A year-old video of the late Jim Simons—the secretive mathematician behind Renaissance Technologies, often called the most successful hedge fund in history—has gone viral again on social media.

In it, Simons breaks down the basics of investing: beta is the return you get from the overall market, like the S&P 500, while alpha is the extra return that comes independent of market moves.

With a hint of pride, he notes that his famed Medallion Fund generated about 90–95% alpha, almost untouched by market swings.

It’s a fascinating glimpse into the mind of a quantitative genius. But what’s more fascinating is how this explanation—hardly new—has become viral fodder in 2025, with retail investors dissecting alpha and beta in comment sections as if mastering the terminology might improve their returns.

Jargon without depth

This reflects a deeper truth about financial social media: the democratisation of jargon without the democratisation of expertise or resources. Retail investors are now fluent in hedge-fund terminology while often confused about the basics—consistent saving, diversification, and low-cost investing.

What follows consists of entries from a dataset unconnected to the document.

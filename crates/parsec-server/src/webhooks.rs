//! Best-effort delivery of sequestered ciphertexts to webhook services.
//!
//! Delivery never blocks nor fails the client write: the vlob handler
//! spawns a dispatch task and returns. Failures after the retry budget
//! are logged and surfaced on the event bus for monitoring.

use std::sync::Arc;
use std::time::Duration;

use parsec_types::{OrganizationID, SequesterServiceID, VlobID};

use crate::config::ServerConfig;
use crate::events::{Event, EventBus};

#[derive(Clone)]
pub struct WebhookDispatcher {
    client: reqwest::Client,
    config: Arc<ServerConfig>,
    event_bus: EventBus,
}

impl WebhookDispatcher {
    pub fn new(config: Arc<ServerConfig>, event_bus: EventBus) -> Self {
        Self {
            client: reqwest::Client::new(),
            config,
            event_bus,
        }
    }

    /// Spawn a delivery task for one sequestered ciphertext.
    pub fn dispatch(
        &self,
        organization_id: OrganizationID,
        service_id: SequesterServiceID,
        url: String,
        vlob_id: VlobID,
        ciphertext: Vec<u8>,
    ) {
        let dispatcher = self.clone();
        tokio::spawn(async move {
            dispatcher
                .deliver(organization_id, service_id, url, vlob_id, ciphertext)
                .await;
        });
    }

    async fn deliver(
        &self,
        organization_id: OrganizationID,
        service_id: SequesterServiceID,
        url: String,
        vlob_id: VlobID,
        ciphertext: Vec<u8>,
    ) {
        let max_attempts = self.config.webhook.max_attempts.max(1);
        for attempt in 1..=max_attempts {
            let outcome = self
                .client
                .post(&url)
                .query(&[
                    ("organization_id", organization_id.to_string()),
                    ("service_id", service_id.to_string()),
                    ("vlob_id", vlob_id.to_string()),
                ])
                .header(reqwest::header::CONTENT_TYPE, "application/octet-stream")
                .body(ciphertext.clone())
                .send()
                .await;
            match outcome {
                Ok(response) if response.status().is_success() => return,
                Ok(response) => {
                    tracing::warn!(
                        organization = %organization_id,
                        service = %service_id,
                        status = %response.status(),
                        attempt,
                        "sequester webhook rejected payload"
                    );
                }
                Err(error) => {
                    tracing::warn!(
                        organization = %organization_id,
                        service = %service_id,
                        %error,
                        attempt,
                        "sequester webhook unreachable"
                    );
                }
            }
            if attempt < max_attempts {
                tokio::time::sleep(Duration::from_millis(
                    self.config.webhook.retry_backoff_ms * u64::from(attempt),
                ))
                .await;
            }
        }
        self.event_bus
            .emit(&organization_id, Event::SequesterWebhookFailed { service_id });
    }
}
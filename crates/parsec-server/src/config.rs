//! Server configuration.
//!
//! Loaded once from TOML at startup; per-organization overrides are applied
//! through `organization_create` / `organization_update` and stored with the
//! organization itself.

use serde::{Deserialize, Serialize};

use parsec_types::ActiveUsersLimit;

/// Complete server configuration.
#[derive(Debug, Clone, Serialize, Deserialize)]
pub struct ServerConfig {
    /// Accepted clock drift for client timestamps.
    #[serde(default)]
    pub ballpark: BallparkConfig,
    /// Defaults applied to newly created organizations.
    #[serde(default)]
    pub organization: OrganizationDefaults,
    /// Outbound sequester webhook behaviour.
    #[serde(default)]
    pub webhook: WebhookConfig,
    /// Maximum accepted block size in bytes.
    #[serde(default = "default_block_max_size")]
    pub block_max_size: u64,
    /// Per-subscriber event queue capacity; slow subscribers past this
    /// bound are dropped.
    #[serde(default = "default_event_queue_capacity")]
    pub event_queue_capacity: usize,
}

#[derive(Debug, Clone, Serialize, Deserialize)]
pub struct BallparkConfig {
    /// Seconds a client timestamp may be ahead of the server clock.
    #[serde(default = "default_early_offset")]
    pub client_early_offset: f64,
    /// Seconds a client timestamp may lag behind the server clock.
    #[serde(default = "default_late_offset")]
    pub client_late_offset: f64,
}

#[derive(Debug, Clone, Serialize, Deserialize)]
pub struct OrganizationDefaults {
    #[serde(default)]
    pub active_users_limit: Option<u64>,
    #[serde(default = "default_true")]
    pub user_profile_outsider_allowed: bool,
    #[serde(default)]
    pub allowed_client_agent: AllowedClientAgent,
}

#[derive(Debug, Clone, Serialize, Deserialize)]
pub struct WebhookConfig {
    #[serde(default = "default_webhook_attempts")]
    pub max_attempts: u32,
    #[serde(default = "default_webhook_backoff_ms")]
    pub retry_backoff_ms: u64,
}

/// Which client flavors an organization accepts.
#[derive(Debug, Clone, Copy, Default, PartialEq, Eq, Serialize, Deserialize)]
#[serde(rename_all = "SCREAMING_SNAKE_CASE")]
pub enum AllowedClientAgent {
    NativeOnly,
    #[default]
    NativeOrWeb,
}

impl ServerConfig {
    pub fn from_toml(raw: &str) -> Result<Self, toml::de::Error> {
        toml::from_str(raw)
    }

    pub fn default_active_users_limit(&self) -> ActiveUsersLimit {
        self.organization.active_users_limit.into()
    }
}

impl Default for ServerConfig {
    fn default() -> Self {
        Self {
            ballpark: BallparkConfig::default(),
            organization: OrganizationDefaults::default(),
            webhook: WebhookConfig::default(),
            block_max_size: default_block_max_size(),
            event_queue_capacity: default_event_queue_capacity(),
        }
    }
}

impl Default for BallparkConfig {
    fn default() -> Self {
        Self {
            client_early_offset: default_early_offset(),
            client_late_offset: default_late_offset(),
        }
    }
}

impl Default for OrganizationDefaults {
    fn default() -> Self {
        Self {
            active_users_limit: None,
            user_profile_outsider_allowed: default_true(),
            allowed_client_agent: AllowedClientAgent::default(),
        }
    }
}

impl Default for WebhookConfig {
    fn default() -> Self {
        Self {
            max_attempts: default_webhook_attempts(),
            retry_backoff_ms: default_webhook_backoff_ms(),
        }
    }
}

fn default_early_offset() -> f64 {
    300.0
}

fn default_late_offset() -> f64 {
    320.0
}

fn default_true() -> bool {
    true
}

fn default_block_max_size() -> u64 {
    4 * 1024 * 1024
}

fn default_event_queue_capacity() -> usize {
    1024
}

fn default_webhook_attempts() -> u32 {
    3
}

fn default_webhook_backoff_ms() -> u64 {
    500
}
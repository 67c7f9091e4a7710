//! Shared fixtures: an in-memory server with a bootstrapped organization
//! and helpers producing real signed certificates.

#![allow(dead_code)]

use parsec_crypto::ed25519::SigningKey;
use parsec_crypto::x25519::PrivateKey;
use parsec_server::{Server, ServerConfig};
use parsec_types::{
    CertificateSigner, DateTime, DeviceCertificate, DeviceID, DeviceLabel, HashAlgorithm,
    HumanHandle, MaybeRedacted, OrganizationID, RealmKeyRotationCertificate, RealmRole,
    RealmRoleCertificate, SecretKeyAlgorithm, UserCertificate, UserID, UserProfile, VlobID,
};

/// Base timestamp used by every scenario; later steps add seconds to it.
pub const T0: &str = "2024-01-01T00:00:00Z";

pub fn t(raw: &str) -> DateTime {
    DateTime::from_rfc3339(raw).expect("valid rfc3339 literal")
}

pub fn t0() -> DateTime {
    t(T0)
}

/// A user's first device, with the signing key kept around so tests can
/// author further certificates.
pub struct TestDevice {
    pub user_id: UserID,
    pub device_id: DeviceID,
    pub signing_key: SigningKey,
}

pub struct CertSet {
    pub user: Vec<u8>,
    pub device: Vec<u8>,
    pub redacted_user: Vec<u8>,
    pub redacted_device: Vec<u8>,
}

/// Builds the four certificates enrolling a new user and its first device,
/// all at the same timestamp as `user_create` requires.
pub fn make_user_certs(
    signer: CertificateSigner,
    signer_key: &SigningKey,
    timestamp: DateTime,
    email: &str,
    label: &str,
    profile: UserProfile,
) -> (TestDevice, CertSet) {
    let user_id = UserID::generate();
    let device_id = DeviceID::generate();
    let signing_key = SigningKey::generate();
    let human_handle = HumanHandle::new(email, label).expect("valid human handle");
    let user = UserCertificate {
        author: signer,
        timestamp,
        user_id,
        human_handle: MaybeRedacted::Real(human_handle),
        public_key: PrivateKey::generate().public_key(),
        profile,
    };
    let device = DeviceCertificate {
        author: signer,
        timestamp,
        user_id,
        device_id,
        device_label: MaybeRedacted::Real(
            DeviceLabel::try_from("test-device").expect("valid device label"),
        ),
        verify_key: signing_key.verify_key(),
    };
    let certs = CertSet {
        user: user.dump_and_sign(signer_key),
        device: device.dump_and_sign(signer_key),
        redacted_user: user.clone().into_redacted().dump_and_sign(signer_key),
        redacted_device: device.clone().into_redacted().dump_and_sign(signer_key),
    };
    (
        TestDevice {
            user_id,
            device_id,
            signing_key,
        },
        certs,
    )
}

pub fn role_certificate(
    author: &TestDevice,
    timestamp: DateTime,
    realm_id: VlobID,
    user_id: UserID,
    role: Option<RealmRole>,
) -> Vec<u8> {
    RealmRoleCertificate {
        author: CertificateSigner::Device(author.device_id),
        timestamp,
        realm_id,
        user_id,
        role,
    }
    .dump_and_sign(&author.signing_key)
}

pub fn rotation_certificate(
    author: &TestDevice,
    timestamp: DateTime,
    realm_id: VlobID,
    key_index: u64,
) -> Vec<u8> {
    RealmKeyRotationCertificate {
        author: author.device_id,
        timestamp,
        realm_id,
        key_index,
        encryption_algorithm: SecretKeyAlgorithm::Chacha20Poly1305,
        hash_algorithm: HashAlgorithm::Blake3,
        key_canary: b"<canary>".to_vec(),
    }
    .dump_and_sign(&author.signing_key)
}

/// A server holding one bootstrapped organization, with `alice` as the
/// bootstrap ADMIN.
pub struct TestOrg {
    pub server: Server,
    pub id: OrganizationID,
    pub root_key: SigningKey,
    pub alice: TestDevice,
}

pub async fn bootstrapped_org() -> TestOrg {
    bootstrapped_org_with(ServerConfig::default()).await
}

pub async fn bootstrapped_org_with(config: ServerConfig) -> TestOrg {
    let server = Server::in_memory(config);
    let id: OrganizationID = "CoolOrg".parse().expect("valid organization id");
    let token = server
        .organization
        .create(id.clone(), t0(), None, None, None)
        .await
        .expect("organization create");
    let root_key = SigningKey::generate();
    let (alice, certs) = make_user_certs(
        CertificateSigner::Root,
        &root_key,
        t0(),
        "alice@example.com",
        "Alicey McAliceFace",
        UserProfile::Admin,
    );
    server
        .organization
        .bootstrap(
            &id,
            t0(),
            Some(token),
            root_key.verify_key(),
            &certs.user,
            &certs.device,
            &certs.redacted_user,
            &certs.redacted_device,
            None,
        )
        .await
        .expect("organization bootstrap");
    TestOrg {
        server,
        id,
        root_key,
        alice,
    }
}

impl TestOrg {
    /// Enroll a new user (and first device), authored by alice.
    pub async fn new_user(
        &self,
        timestamp: DateTime,
        email: &str,
        label: &str,
        profile: UserProfile,
    ) -> TestDevice {
        let (device, certs) = make_user_certs(
            CertificateSigner::Device(self.alice.device_id),
            &self.alice.signing_key,
            timestamp,
            email,
            label,
            profile,
        );
        self.server
            .user
            .create_user(
                &self.id,
                timestamp,
                self.alice.device_id,
                &certs.user,
                &certs.device,
                &certs.redacted_user,
                &certs.redacted_device,
            )
            .await
            .expect("user create");
        device
    }

    /// Create a realm owned by `owner`.
    pub async fn new_realm(&self, timestamp: DateTime, owner: &TestDevice) -> VlobID {
        let realm_id = VlobID::generate();
        let certificate =
            RealmRoleCertificate::new_root(owner.device_id, owner.user_id, timestamp, realm_id)
                .dump_and_sign(&owner.signing_key);
        self.server
            .realm
            .create(&self.id, timestamp, owner.device_id, &certificate)
            .await
            .expect("realm create");
        realm_id
    }
}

The irony is that Simons himself admitted that Renaissance’s public funds—the only ones available to ordinary investors—“don’t do as well” as Medallion and carry significant beta exposure. The fund that generated near-pure alpha was closed to outsiders, reserved only for employees and Simons himself.

This pattern repeats endlessly across financial social media. Complex concepts designed for institutional portfolio management get repackaged as investment wisdom for individual savers. The result is a generation of retail investors who can discuss alpha and beta with apparent sophistication, whilst making elementary errors in their actual investment decisions. Of course, this pattern repeats in many fields, from health to technology, but those are not my subjects.

Back to basics

Consider what actually matters for most individual investors. They need to save consistently, maintain diversified portfolios, keep costs low, and avoid the temptation to overcomplicate their approach based on half-understood concepts. These basics aren’t glamorous enough to generate social media engagement, but they’re what separate successful long-term investors from those who remain perpetually dissatisfied with their returns.

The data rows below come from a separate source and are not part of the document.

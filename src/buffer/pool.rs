//! Thread-local pool of fixed-size read scratch buffers.

use std::cell::RefCell;

/// Size of the scratch buffer handed to each `Read::read` call.
pub(crate) const READ_BUF_SIZE: usize = 8 * 1024;

/// Maximum number of buffers to keep per thread.
const MAX_POOL_SIZE: usize = 4;

/// A reusable read scratch buffer of exactly [`READ_BUF_SIZE`] bytes.
pub(crate) struct Buffer {
    data: Vec<u8>,
}

impl Buffer {
    /// Takes a buffer from the thread-local pool or creates a new one.
    pub fn take() -> Self {
        THREAD_BUFFER_POOL.with(|pool| {
            let mut pool = pool.borrow_mut();
            let data = pool.pop().unwrap_or_else(|| vec![0u8; READ_BUF_SIZE]);
            Self { data }
        })
    }

    /// The writable scratch slice for a read call.
    pub fn as_mut_slice(&mut self) -> &mut [u8] {
        &mut self.data
    }

    /// The readable scratch slice.
    pub fn as_slice(&self) -> &[u8] {
        &self.data
    }
}

impl Drop for Buffer {
    fn drop(&mut self) {
        THREAD_BUFFER_POOL.with(|pool| {
            let mut pool = pool.borrow_mut();
            if pool.len() < MAX_POOL_SIZE {
                pool.push(std::mem::take(&mut self.data));
            }
        });
    }
}

// Thread-local buffer pool
thread_local! {
    static THREAD_BUFFER_POOL: RefCell<Vec<Vec<u8>>> = const { RefCell::new(Vec::new()) };
}
//! The ChunkSet type - ordered result of one bulk chunking pass.

use crate::error::ChunkError;

use super::{Chunk, ChunkKey};

/// An ordered sequence of [`Chunk`]s, insertion order = stream order.
///
/// A `ChunkSet` is built by one
/// [`Chunker::chunk_bytes`](crate::Chunker::chunk_bytes) call and is
/// read-only afterwards - there is no removal or mutation. Concatenating
/// the chunks in order reconstructs the original input exactly.
///
/// # Example
///
/// ```
/// use rabinchunk::{Chunker, ChunkerConfig};
///
/// let data: Vec<u8> = (0..4096u32).map(|i| (i % 251) as u8).collect();
/// let set = Chunker::new(ChunkerConfig::default()).chunk_bytes(data.clone());
///
/// let total: usize = set.iter().map(|c| c.len()).sum();
/// assert_eq!(total, data.len());
/// ```
#[derive(Debug, Clone, Default, PartialEq, Eq)]
pub struct ChunkSet {
    chunks: Vec<Chunk>,
}

impl ChunkSet {
    pub(crate) fn new() -> Self {
        Self { chunks: Vec::new() }
    }

    pub(crate) fn push(&mut self, chunk: Chunk) {
        self.chunks.push(chunk);
    }

    /// Returns the number of chunks.
    pub fn count(&self) -> usize {
        self.chunks.len()
    }

    /// Returns true if the set holds no chunks.
    pub fn is_empty(&self) -> bool {
        self.chunks.is_empty()
    }

    /// Returns the chunk at index `i`.
    ///
    /// # Errors
    ///
    /// Returns [`ChunkError::OutOfRange`] when `i >= count()`.
    pub fn at(&self, i: usize) -> Result<&Chunk, ChunkError> {
        self.chunks.get(i).ok_or(ChunkError::OutOfRange {
            index: i,
            len: self.chunks.len(),
        })
    }

    /// Returns the chunk at index `i`, or `None` when out of range.
    pub fn get(&self, i: usize) -> Option<&Chunk> {
        self.chunks.get(i)
    }

    /// Visits every chunk in order as `(data, checksum, key)`.
    ///
    /// Stops at the first visitor error and returns it; otherwise returns
    /// `Ok(())` after the last chunk.
    ///
    /// # Example
    ///
    /// ```
    /// use rabinchunk::{Chunker, ChunkerConfig};
    ///
    /// let set = Chunker::new(ChunkerConfig::default()).chunk_bytes(&b"abc"[..]);
    /// let mut seen = 0usize;
    /// set.range(|data, _checksum, _key| {
    ///     seen += data.len();
    ///     Ok(())
    /// })?;
    /// assert_eq!(seen, 3);
    /// # Ok::<(), rabinchunk::ChunkError>(())
    /// ```
    pub fn range<F>(&self, mut visit: F) -> Result<(), ChunkError>
    where
        F: FnMut(&[u8], i64, &ChunkKey) -> Result<(), ChunkError>,
    {
        for chunk in &self.chunks {
            visit(chunk.data(), chunk.checksum(), chunk.key())?;
        }
        Ok(())
    }

    /// Compares the chunk at `i` against an expected checksum and key.
    ///
    /// Returns `false` when `i` is out of range; otherwise `true` iff both
    /// fields match exactly. This lets callers diff two independently built
    /// sets chunk-by-chunk without recomputing digests.
    pub fn equal(&self, i: usize, checksum: i64, key: &ChunkKey) -> bool {
        match self.chunks.get(i) {
            Some(chunk) => chunk.checksum() == checksum && chunk.key() == key,
            None => false,
        }
    }

    /// Returns an iterator over the chunks in order.
    pub fn iter(&self) -> std::slice::Iter<'_, Chunk> {
        self.chunks.iter()
    }
}

impl<'a> IntoIterator for &'a ChunkSet {
    type Item = &'a Chunk;
    type IntoIter = std::slice::Iter<'a, Chunk>;

    fn into_iter(self) -> Self::IntoIter {
        self.chunks.iter()
    }
}

impl IntoIterator for ChunkSet {
    type Item = Chunk;
    type IntoIter = std::vec::IntoIter<Chunk>;

    fn into_iter(self) -> Self::IntoIter {
        self.chunks.into_iter()
    }
}
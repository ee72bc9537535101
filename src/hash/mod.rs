//! Content digest for chunk identity.
//!
//! This module derives the 128-bit key that identifies a chunk's content
//! for downstream deduplication.
//!
//! - [`chunk_key`] - MD5-based key derivation

mod md5;

pub(crate) use md5::chunk_key;
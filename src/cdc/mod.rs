//! Content-Defined Chunking (CDC) implementation.
//!
//! This module contains the core algorithm for identifying chunk boundaries
//! based on content patterns rather than fixed sizes.
//!
//! - [`BoundaryScanner`] - Rabin-style polynomial window implementation

mod rabin;

pub(crate) use rabin::BoundaryScanner;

Chasing alpha becomes particularly dangerous for retail investors because it encourages exactly the wrong behaviours. Instead of accepting that their portfolios will naturally contain significant beta exposure, they should recognise that this is perfectly acceptable. They begin chasing sophisticated strategies they don’t understand, often paying higher fees to portfolio managers for the privilege of underperforming simple mutual funds.

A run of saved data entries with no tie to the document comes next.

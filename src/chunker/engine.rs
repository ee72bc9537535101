//! Bulk chunking - Chunker and chunk_bytes.

use bytes::Bytes;

use crate::cdc::BoundaryScanner;
use crate::chunk::{Chunk, ChunkSet};
use crate::config::ChunkerConfig;
use crate::hash::chunk_key;

/// Splits byte input into content-defined chunks.
///
/// `Chunker` holds a [`ChunkerConfig`] and offers two access modes over the
/// same boundary algorithm:
///
/// - [`Chunker::chunk_bytes`] - bulk mode over an in-memory buffer,
///   producing an owned [`ChunkSet`]
/// - [`Chunker::chunk_stream`](Chunker::chunk_stream) - streaming mode over
///   any [`std::io::Read`], delivering each chunk to a callback
///
/// For identical total byte content both modes produce identical
/// boundaries, checksums, and keys.
///
/// # Example
///
/// ```
/// use rabinchunk::{Chunker, ChunkerConfig};
///
/// let data: Vec<u8> = (0..8192u32).map(|i| (i * 31 % 251) as u8).collect();
/// let chunker = Chunker::new(ChunkerConfig::default());
/// let set = chunker.chunk_bytes(data.clone());
///
/// assert!(set.count() >= 1);
/// let total: usize = set.iter().map(|c| c.len()).sum();
/// assert_eq!(total, data.len());
/// ```
#[derive(Debug, Clone)]
pub struct Chunker {
    config: ChunkerConfig,
}

impl Chunker {
    /// Creates a new chunker with the given configuration.
    ///
    /// # Example
    ///
    /// ```
    /// use rabinchunk::{Chunker, ChunkerConfig};
    ///
    /// let chunker = Chunker::new(ChunkerConfig::default());
    /// ```
    pub fn new(config: ChunkerConfig) -> Self {
        Self { config }
    }

    /// Returns the configuration used by this chunker.
    pub fn config(&self) -> &ChunkerConfig {
        &self.config
    }

    /// Chunks an in-memory buffer.
    ///
    /// Never fails: in the worst case the whole input becomes one chunk.
    /// Input shorter than `min_size` - including empty input - yields
    /// exactly one chunk equal to the whole input with checksum `0`.
    ///
    /// Chunk data are zero-copy slices of the input [`Bytes`].
    ///
    /// # Example
    ///
    /// ```
    /// use rabinchunk::{Chunker, ChunkerConfig};
    ///
    /// let chunker = Chunker::new(ChunkerConfig::default());
    /// let set = chunker.chunk_bytes(&b"below min size"[..]);
    ///
    /// assert_eq!(set.count(), 1);
    /// assert_eq!(set.at(0)?.checksum(), 0);
    /// # Ok::<(), rabinchunk::ChunkError>(())
    /// ```
    pub fn chunk_bytes(&self, data: impl Into<Bytes>) -> ChunkSet {
        let data = data.into();
        let mut set = ChunkSet::new();

        // Whole input below the minimum: a single terminal chunk.
        if data.len() < self.config.min_size() {
            let key = chunk_key(&data);
            set.push(Chunk::new(data, 0, key));
            return set;
        }

        let mut scanner = BoundaryScanner::new(&self.config);
        let mut start = 0usize;

        while start < data.len() {
            // The whole remainder is available, so a cut is always found.
            let Some(cut) = scanner.scan(&data[start..], true) else {
                break;
            };

            let chunk_data = data.slice(start..start + cut.len);
            let key = chunk_key(&chunk_data);
            set.push(Chunk::new(chunk_data, cut.checksum, key));
            start += cut.len;
        }

        set
    }
}

impl Default for Chunker {
    fn default() -> Self {
        Self::new(ChunkerConfig::default())
    }
}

It’s worth remembering that Simons built Renaissance by hiring hundreds of PhDs and developing proprietary algorithms, guarded like state secrets. The idea that retail investors can recreate this by tweeting about alpha and beta is laughable.

The real lesson from Simons isn’t in the Greek letters but in the distinction between what works for institutions and what works for individuals. His public funds carried significant beta exposure. And that’s no bad thing. For most investors, simply capturing broad market performance efficiently is the smartest, most sustainable strategy.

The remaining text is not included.